Activity: Transcribe the following entries word for word. End with the line where "pub fn store(&self)" appears.

#### Data section

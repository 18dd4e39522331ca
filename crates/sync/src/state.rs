//! Application state shared across handlers.

use std::sync::Arc;

use sqlx::PgPool;

use crate::db::{PgSyncStore, SyncStore};

/// Application state shared across all handlers.
///
/// Cheaply cloneable via `Arc`. The store is constructed once by `main` and
/// injected here; handlers never open connections of their own.
#[derive(Clone)]
pub struct AppState {
    inner: Arc<AppStateInner>,
}

struct AppStateInner {
    store: Arc<dyn SyncStore>,
}

impl AppState {
    /// Create application state around any store implementation.
    #[must_use]
    pub fn new(store: Arc<dyn SyncStore>) -> Self {
        Self {
            inner: Arc::new(AppStateInner { store }),
        }
    }

    /// Create application state backed by a `PostgreSQL` pool.
    #[must_use]
    pub fn from_pool(pool: PgPool) -> Self {
        Self::new(Arc::new(PgSyncStore::new(pool)))
    }

    /// Get a reference to the store.
    #[must_use]
    pub fn store(&self) -> &dyn SyncStore {
        self.inner.store.as_ref()
    }
}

########

Expected output:
repository 18dd4e39522331ca
filename crates/sync/src/state.rs
//! Application state shared across handlers.

use std::sync::Arc;

use sqlx::PgPool;

use crate::db::{PgSyncStore, SyncStore};

/// Application state shared across all handlers.
///
/// Cheaply cloneable via `Arc`. The store is constructed once by `main` and
/// injected here; handlers never open connections of their own.
#[derive(Clone)]
pub struct AppState {
    inner: Arc<AppStateInner>,
}

struct AppStateInner {
    store: Arc<dyn SyncStore>,
}

impl AppState {
    /// Create application state around any store implementation.
    #[must_use]
    pub fn new(store: Arc<dyn SyncStore>) -> Self {
        Self {
            inner: Arc::new(AppStateInner { store }),
        }
    }

    /// Create application state backed by a `PostgreSQL` pool.
    #[must_use]
    pub fn from_pool(pool: PgPool) -> Self {
        Self::new(Arc::new(PgSyncStore::new(pool)))
    }

    /// Get a reference to the store.
    #[must_use]
    pub fn store(&self) -> &dyn SyncStore {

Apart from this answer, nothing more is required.